**WHAT THE TASK ASKS**.
In the records below, find the line that contains "use std::time::Duration;" and the line that contains "off a valid", then retype exactly those two lines and every line between them.
#### DATA TO USE
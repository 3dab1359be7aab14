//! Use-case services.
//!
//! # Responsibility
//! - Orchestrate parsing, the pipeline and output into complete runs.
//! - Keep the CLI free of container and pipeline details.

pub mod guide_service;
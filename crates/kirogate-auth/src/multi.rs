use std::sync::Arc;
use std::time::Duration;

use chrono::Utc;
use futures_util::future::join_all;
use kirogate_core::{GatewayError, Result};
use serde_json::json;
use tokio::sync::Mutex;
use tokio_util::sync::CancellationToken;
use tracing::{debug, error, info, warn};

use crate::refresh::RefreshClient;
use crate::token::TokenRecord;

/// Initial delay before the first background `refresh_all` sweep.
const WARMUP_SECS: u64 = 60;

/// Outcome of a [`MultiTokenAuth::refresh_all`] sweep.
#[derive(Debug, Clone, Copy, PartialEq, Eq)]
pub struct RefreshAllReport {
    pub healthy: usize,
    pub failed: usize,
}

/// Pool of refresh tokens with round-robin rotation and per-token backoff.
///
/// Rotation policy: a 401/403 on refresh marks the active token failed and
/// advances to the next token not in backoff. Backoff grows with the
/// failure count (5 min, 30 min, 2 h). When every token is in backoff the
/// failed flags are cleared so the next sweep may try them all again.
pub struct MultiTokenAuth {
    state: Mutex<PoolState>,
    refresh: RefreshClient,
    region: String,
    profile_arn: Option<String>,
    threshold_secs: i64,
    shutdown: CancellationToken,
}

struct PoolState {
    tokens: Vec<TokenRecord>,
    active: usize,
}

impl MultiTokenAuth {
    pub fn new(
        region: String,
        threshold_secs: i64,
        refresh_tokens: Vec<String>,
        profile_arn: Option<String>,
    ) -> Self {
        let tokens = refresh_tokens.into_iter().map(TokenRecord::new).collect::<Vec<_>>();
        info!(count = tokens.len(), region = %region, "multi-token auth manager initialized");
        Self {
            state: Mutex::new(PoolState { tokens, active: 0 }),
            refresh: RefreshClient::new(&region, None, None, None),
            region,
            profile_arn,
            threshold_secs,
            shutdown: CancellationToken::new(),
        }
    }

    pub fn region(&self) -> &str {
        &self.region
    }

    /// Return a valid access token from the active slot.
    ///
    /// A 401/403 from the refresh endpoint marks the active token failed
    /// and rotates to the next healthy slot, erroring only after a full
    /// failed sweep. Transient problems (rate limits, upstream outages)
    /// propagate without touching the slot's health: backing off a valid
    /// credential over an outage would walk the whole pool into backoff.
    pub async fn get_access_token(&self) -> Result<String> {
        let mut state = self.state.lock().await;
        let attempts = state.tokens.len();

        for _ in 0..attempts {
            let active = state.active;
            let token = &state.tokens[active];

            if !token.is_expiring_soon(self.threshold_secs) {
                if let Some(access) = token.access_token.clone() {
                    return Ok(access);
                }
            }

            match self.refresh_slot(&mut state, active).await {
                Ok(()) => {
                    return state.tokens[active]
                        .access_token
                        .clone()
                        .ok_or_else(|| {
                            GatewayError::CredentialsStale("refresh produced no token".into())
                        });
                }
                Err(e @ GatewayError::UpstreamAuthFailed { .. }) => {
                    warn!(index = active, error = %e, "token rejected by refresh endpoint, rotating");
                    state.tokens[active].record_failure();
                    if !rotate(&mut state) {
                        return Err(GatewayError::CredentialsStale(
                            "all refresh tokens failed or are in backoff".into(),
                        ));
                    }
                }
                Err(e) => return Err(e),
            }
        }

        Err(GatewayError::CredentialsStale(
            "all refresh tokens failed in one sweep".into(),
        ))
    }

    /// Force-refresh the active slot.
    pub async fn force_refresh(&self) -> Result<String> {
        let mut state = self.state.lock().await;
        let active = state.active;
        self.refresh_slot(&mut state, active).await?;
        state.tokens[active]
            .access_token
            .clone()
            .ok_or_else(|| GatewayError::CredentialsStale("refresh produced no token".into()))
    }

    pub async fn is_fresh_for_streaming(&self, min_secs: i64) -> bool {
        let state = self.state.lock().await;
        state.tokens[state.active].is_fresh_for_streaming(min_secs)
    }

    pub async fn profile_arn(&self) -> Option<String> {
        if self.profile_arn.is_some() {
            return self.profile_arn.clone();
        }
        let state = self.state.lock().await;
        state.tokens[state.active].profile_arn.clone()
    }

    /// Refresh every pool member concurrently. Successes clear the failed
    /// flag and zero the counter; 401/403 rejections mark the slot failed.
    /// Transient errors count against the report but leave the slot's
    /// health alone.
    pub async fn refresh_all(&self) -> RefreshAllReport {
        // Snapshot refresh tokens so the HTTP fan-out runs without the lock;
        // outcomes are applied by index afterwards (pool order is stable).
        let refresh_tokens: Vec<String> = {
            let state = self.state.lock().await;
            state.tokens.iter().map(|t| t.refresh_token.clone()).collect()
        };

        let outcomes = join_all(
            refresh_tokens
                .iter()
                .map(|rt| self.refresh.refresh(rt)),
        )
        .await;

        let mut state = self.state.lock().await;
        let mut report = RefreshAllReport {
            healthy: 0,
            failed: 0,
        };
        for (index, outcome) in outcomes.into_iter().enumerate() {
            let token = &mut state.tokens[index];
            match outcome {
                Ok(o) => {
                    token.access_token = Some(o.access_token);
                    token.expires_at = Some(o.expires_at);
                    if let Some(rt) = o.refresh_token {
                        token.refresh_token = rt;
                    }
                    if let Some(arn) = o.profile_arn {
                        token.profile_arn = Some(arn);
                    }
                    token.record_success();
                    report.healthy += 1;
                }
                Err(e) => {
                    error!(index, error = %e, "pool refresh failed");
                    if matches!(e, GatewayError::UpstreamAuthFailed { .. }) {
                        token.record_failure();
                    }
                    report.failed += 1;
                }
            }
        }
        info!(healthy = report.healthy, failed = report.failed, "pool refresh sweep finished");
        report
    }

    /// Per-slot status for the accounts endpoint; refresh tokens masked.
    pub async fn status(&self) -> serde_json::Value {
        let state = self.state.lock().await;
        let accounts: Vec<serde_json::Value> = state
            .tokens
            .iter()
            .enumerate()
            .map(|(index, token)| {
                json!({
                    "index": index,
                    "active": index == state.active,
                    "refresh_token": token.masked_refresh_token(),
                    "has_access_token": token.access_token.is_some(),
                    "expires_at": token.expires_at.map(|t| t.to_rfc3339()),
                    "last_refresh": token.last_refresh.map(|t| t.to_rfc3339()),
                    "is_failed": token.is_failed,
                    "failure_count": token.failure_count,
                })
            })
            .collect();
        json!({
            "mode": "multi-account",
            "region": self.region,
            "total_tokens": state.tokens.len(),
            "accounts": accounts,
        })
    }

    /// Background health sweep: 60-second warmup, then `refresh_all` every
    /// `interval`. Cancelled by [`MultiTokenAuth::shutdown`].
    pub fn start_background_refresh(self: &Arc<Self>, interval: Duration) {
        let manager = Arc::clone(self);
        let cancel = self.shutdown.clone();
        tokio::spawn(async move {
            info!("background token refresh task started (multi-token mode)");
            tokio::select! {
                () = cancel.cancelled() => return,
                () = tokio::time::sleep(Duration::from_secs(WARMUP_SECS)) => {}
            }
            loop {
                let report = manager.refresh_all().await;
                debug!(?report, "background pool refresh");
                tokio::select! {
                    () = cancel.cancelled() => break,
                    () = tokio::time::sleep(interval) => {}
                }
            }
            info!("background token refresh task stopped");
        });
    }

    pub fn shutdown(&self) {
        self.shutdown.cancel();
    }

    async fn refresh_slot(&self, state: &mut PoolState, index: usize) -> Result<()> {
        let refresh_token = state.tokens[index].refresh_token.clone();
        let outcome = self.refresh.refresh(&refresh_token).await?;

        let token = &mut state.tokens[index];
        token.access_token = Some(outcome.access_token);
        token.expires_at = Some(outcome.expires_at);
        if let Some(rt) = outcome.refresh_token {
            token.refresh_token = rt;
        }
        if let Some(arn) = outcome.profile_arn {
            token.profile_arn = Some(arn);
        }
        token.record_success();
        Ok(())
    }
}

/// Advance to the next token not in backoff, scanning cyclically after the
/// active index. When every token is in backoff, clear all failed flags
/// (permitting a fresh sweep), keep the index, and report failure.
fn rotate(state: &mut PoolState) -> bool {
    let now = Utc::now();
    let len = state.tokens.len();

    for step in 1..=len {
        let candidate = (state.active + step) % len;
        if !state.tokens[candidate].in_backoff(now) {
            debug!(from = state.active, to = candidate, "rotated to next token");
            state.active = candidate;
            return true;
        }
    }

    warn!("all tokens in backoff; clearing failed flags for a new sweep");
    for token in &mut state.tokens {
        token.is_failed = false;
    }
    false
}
########
**SOLUTION TO THE EXERCISE**.
use std::time::Duration;

use chrono::Utc;
use futures_util::future::join_all;
use kirogate_core::{GatewayError, Result};
use serde_json::json;
use tokio::sync::Mutex;
use tokio_util::sync::CancellationToken;
use tracing::{debug, error, info, warn};

use crate::refresh::RefreshClient;
use crate::token::TokenRecord;

/// Initial delay before the first background `refresh_all` sweep.
const WARMUP_SECS: u64 = 60;

/// Outcome of a [`MultiTokenAuth::refresh_all`] sweep.
#[derive(Debug, Clone, Copy, PartialEq, Eq)]
pub struct RefreshAllReport {
    pub healthy: usize,
    pub failed: usize,
}

/// Pool of refresh tokens with round-robin rotation and per-token backoff.
///
/// Rotation policy: a 401/403 on refresh marks the active token failed and
/// advances to the next token not in backoff. Backoff grows with the
/// failure count (5 min, 30 min, 2 h). When every token is in backoff the
/// failed flags are cleared so the next sweep may try them all again.
pub struct MultiTokenAuth {
    state: Mutex<PoolState>,
    refresh: RefreshClient,
    region: String,
    profile_arn: Option<String>,
    threshold_secs: i64,
    shutdown: CancellationToken,
}

struct PoolState {
    tokens: Vec<TokenRecord>,
    active: usize,
}

impl MultiTokenAuth {
    pub fn new(
        region: String,
        threshold_secs: i64,
        refresh_tokens: Vec<String>,
        profile_arn: Option<String>,
    ) -> Self {
        let tokens = refresh_tokens.into_iter().map(TokenRecord::new).collect::<Vec<_>>();
        info!(count = tokens.len(), region = %region, "multi-token auth manager initialized");
        Self {
            state: Mutex::new(PoolState { tokens, active: 0 }),
            refresh: RefreshClient::new(&region, None, None, None),
            region,
            profile_arn,
            threshold_secs,
            shutdown: CancellationToken::new(),
        }
    }

    pub fn region(&self) -> &str {
        &self.region
    }

    /// Return a valid access token from the active slot.
    ///
    /// A 401/403 from the refresh endpoint marks the active token failed
    /// and rotates to the next healthy slot, erroring only after a full
    /// failed sweep. Transient problems (rate limits, upstream outages)
    /// propagate without touching the slot's health: backing off a valid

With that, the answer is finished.